Am Re is recognised and well respected in the market. We have in house analytics with a proprietary database that has been built up over our trading history. We are able to benchmark all business opportunities and stress test them through our underwriting model, and control aggregates and nat cat exposure to keep to a minimum. We have a strong track record of profit and our overheads are controlled and our expense model is very reasonable.
We also have proprietary software that further supports our business model.
We believe that business is relationship driven and in this market our company has to stand out. We provide a high level of service to all our clients. Part of this process is concentrating on communication with all parties in the chain and understanding how to provide value added services. We feel that we bring added value to our securities, the fronting companies and MGAs alike.

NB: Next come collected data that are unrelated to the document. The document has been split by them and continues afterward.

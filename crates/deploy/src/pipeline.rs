use std::{io, path::PathBuf};

use common::{
    config::{Config, Environment, FailurePolicy, Target},
    hash,
};
use derive_more::{Display, Error, From};
use tokio::task::{self, JoinError};
use tracing::{error, info, instrument};

use crate::{
    archiver::{build_archive, ArchiveJob, ArchiverError},
    manifest::{BuildTarget, Manifest, ManifestError},
    publisher::{upload, ObjectStore, Published, UploadError, UploadJob},
};

/// Deployment pipeline errors.
#[derive(Debug, Display, From, Error)]
pub(crate) enum PipelineError {
    /// Unable to read the package manifest.
    #[display(fmt = "unable to read package manifest: {}", _0)]
    Manifest(ManifestError),

    /// Unable to build the functions archive.
    #[display(fmt = "unable to create zip archive: {}", _0)]
    Archiver(ArchiverError),

    /// Unable to read the built archive back.
    Io(io::Error),

    /// Blocking digest task did not complete.
    Join(JoinError),

    /// Upload failed while the abort policy is active.
    #[display(fmt = "deployment aborted: {}", _0)]
    Upload(UploadError),
}

/// Archive produced by the build stage.
#[derive(Debug)]
pub(crate) struct BuiltArchive {
    /// Package the archive was built for.
    pub target: BuildTarget,

    /// Archive file name.
    pub filename: String,

    /// Archive location on disk.
    pub path: PathBuf,

    /// Hex-encoded blake2b-256 digest of the archive.
    pub digest: String,
}

/// Upload that did not succeed.
#[derive(Debug)]
pub(crate) struct UploadFailure {
    /// Local file that was not published.
    pub local_path: PathBuf,

    /// Failure cause.
    pub error: UploadError,
}

/// Outcome of a deployment.
#[derive(Debug)]
pub(crate) struct DeployReport {
    /// Archive that was published.
    pub archive: BuiltArchive,

    /// Objects published successfully, in upload order.
    pub published: Vec<Published>,

    /// Uploads that failed under the continue policy.
    pub failures: Vec<UploadFailure>,
}

impl DeployReport {
    /// Whether every upload succeeded.
    pub(crate) fn is_complete(&self) -> bool {
        self.failures.is_empty()
    }
}

/// Build-and-publish pipeline for a single project root and environment.
pub(crate) struct Pipeline<'a> {
    root: PathBuf,
    config: &'a Config,
    environment: Environment,
    publish_rules: bool,
}

impl<'a> Pipeline<'a> {
    /// Create a pipeline resolving all layout paths relative to `root`.
    pub(crate) fn new(root: PathBuf, config: &'a Config, environment: Environment) -> Self {
        Self {
            root,
            config,
            environment,
            publish_rules: config.publishing.publish_rules,
        }
    }

    /// Additionally publish rules files, regardless of the configuration.
    pub(crate) fn with_rules(mut self, publish_rules: bool) -> Self {
        self.publish_rules |= publish_rules;
        self
    }

    /// Deployment target selected for the pipeline environment.
    pub(crate) fn target(&self) -> &'a Target {
        self.config.target(self.environment)
    }

    /// Credentials file of the selected deployment target.
    pub(crate) fn credentials_path(&self) -> PathBuf {
        self.root.join(&self.target().credentials_path)
    }

    /// Read the manifest and package the functions directory.
    #[instrument(skip_all, err)]
    pub(crate) async fn build(&self) -> Result<BuiltArchive, PipelineError> {
        let layout = &self.config.layout;

        let target = Manifest::read(&self.root.join(&layout.manifest))?.build_target()?;
        let filename = target.archive_filename();

        let path = build_archive(&ArchiveJob {
            source_dir: self.root.join(&layout.source_dir),
            dest_dir: self.root.join(&layout.archive_dir),
            filename: filename.clone(),
        })
        .await?;

        let digest = {
            let path = path.clone();
            task::spawn_blocking(move || hash::file_digest(&path)).await??
        };
        info!("built {} ({})", path.display(), digest);

        Ok(BuiltArchive {
            target,
            filename,
            path,
            digest,
        })
    }

    /// Uploads performed for the provided archive, in order.
    pub(crate) fn upload_jobs(&self, archive: &BuiltArchive) -> Vec<UploadJob<'a>> {
        let layout = &self.config.layout;
        let bucket = self.target().bucket.as_str();

        let prefix = layout.archive_prefix.trim_end_matches('/');
        let archive_name = if prefix.is_empty() {
            archive.filename.clone()
        } else {
            format!("{prefix}/{}", archive.filename)
        };

        let mut jobs = vec![
            UploadJob {
                bucket,
                local_path: archive.path.clone(),
                remote_name: Some(archive_name),
            },
            UploadJob {
                bucket,
                local_path: self.root.join(&layout.index_file),
                remote_name: None,
            },
        ];

        if self.publish_rules {
            jobs.extend(layout.rules_files.iter().map(|path| UploadJob {
                bucket,
                local_path: self.root.join(path),
                remote_name: None,
            }));
        }

        jobs
    }

    /// Upload the archive and the accompanying configuration files.
    ///
    /// Upload failures are handled according to the configured [`FailurePolicy`].
    #[instrument(skip_all, fields(environment = %self.environment), err)]
    pub(crate) async fn publish<S>(
        &self,
        store: &S,
        archive: BuiltArchive,
    ) -> Result<DeployReport, PipelineError>
    where
        S: ObjectStore + ?Sized,
    {
        let target = self.target();
        info!("publishing to {} in project {}", target.bucket, target.project_id);

        let mut published = Vec::new();
        let mut failures = Vec::new();

        for job in self.upload_jobs(&archive) {
            match upload(store, &job).await {
                Ok(object) => published.push(object),
                Err(error) => match self.config.publishing.on_upload_failure {
                    FailurePolicy::Abort => return Err(error.into()),
                    FailurePolicy::Continue => {
                        error!("unable to upload {}: {}", job.local_path.display(), error);
                        failures.push(UploadFailure {
                            local_path: job.local_path,
                            error,
                        });
                    }
                },
            }
        }

        Ok(DeployReport {
            archive,
            published,
            failures,
        })
    }

    /// Build the archive and publish it.
    pub(crate) async fn run<S>(&self, store: &S) -> Result<DeployReport, PipelineError>
    where
        S: ObjectStore + ?Sized,
    {
        let archive = self.build().await?;
        self.publish(store, archive).await
    }
}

IAN: What do you see as the main challenges and opportunities in the global marine market?
Barder: There are several challenges in the global marine market at present. Lloyd’s of London is currently trying to address some of these issues. We specialise in the primary US market, so we don’t play in that space. We are a purely US domestic specialty reinsurance player and don’t compete with Lloyd’s or international market players. That is why our model is so compelling by keeping our rating structure stronger, more robust and our geographic footprint well organised. It is a completely unique model.
IAN: What are the opportunities in cyber reinsurance?
Barder: We currently do not write cyber reinsurance. We would like to have the capacity to write cyber, as it is an expanding area of business that is forward moving. It is a class that will have significant growth in the US. It is quickly becoming a class of insurance that is a regulatory requirement for most businesses. Staying true to our model, we would like to write SME cyber that is low value and grassroots.